Stored data:
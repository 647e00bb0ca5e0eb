use dioxus::prelude::*;
use dioxus_free_icons::icons::ld_icons::LdLock;
use dioxus_free_icons::Icon;
use shared_ui::{Badge, BadgeTone, NavItem};

use crate::auth::{sign_out, use_auth};
use crate::session::use_session;

/// Sidebar, page header and content area shared by both dashboards.
///
/// `tabs` holds the tab entries; `sidebar_extra` sits between them and the
/// Logout entry.
#[component]
pub fn DashboardShell(
    tabs: Element,
    sidebar_extra: Option<Element>,
    title: String,
    subtitle: Element,
    profile: Element,
    /// Show the "Demo data" badge.
    #[props(default)]
    demo: bool,
    children: Element,
) -> Element {
    let session = use_session();
    let mut auth = use_auth();

    let logout = move |_: MouseEvent| {
        let target = sign_out(session.store());
        auth.reset();
        tracing::info!("signed out");
        navigator().push(target);
    };

    rsx! {
        document::Link { rel: "stylesheet", href: asset!("./shell.css") }

        div { class: "dashboard-layout",
            aside { class: "sidebar",
                div { class: "brand",
                    "Flow"
                    span { "mondo" }
                }
                nav { class: "sidebar-nav",
                    {tabs}
                    div { class: "sidebar-spacer" }
                    if let Some(extra) = sidebar_extra {
                        {extra}
                    }
                    NavItem {
                        label: "Logout",
                        icon: rsx! { Icon::<LdLock> { icon: LdLock, width: 18, height: 18 } },
                        onclick: logout,
                    }
                }
            }

            main { class: "main-content",
                header { class: "page-header",
                    div {
                        div { class: "page-title-row",
                            h1 { class: "page-title", "{title}" }
                            if demo {
                                Badge { tone: BadgeTone::Warning, "Demo data" }
                            }
                        }
                        p { class: "page-subtitle", {subtitle} }
                    }
                    div { class: "user-profile", {profile} }
                }
                {children}
            }
        }
    }
}
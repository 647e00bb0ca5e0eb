#[cfg(feature = "server")]
pub mod config;

#[cfg(feature = "server")]
pub mod state;

pub mod api;

#[cfg(feature = "server")]
pub mod rest;

#[cfg(feature = "server")]
pub mod openapi;

#[cfg(feature = "server")]
pub mod health;

#[cfg(feature = "server")]
pub mod accounts;

#[cfg(feature = "server")]
pub mod portfolio;
mod component;
pub use component::*;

▶ **YOUR INSTRUCTIONS**
The lines to copy are those above that contain the string "NavItem".

▶ **TASK RESULT**
use shared_ui::{Badge, BadgeTone, NavItem};
                    NavItem {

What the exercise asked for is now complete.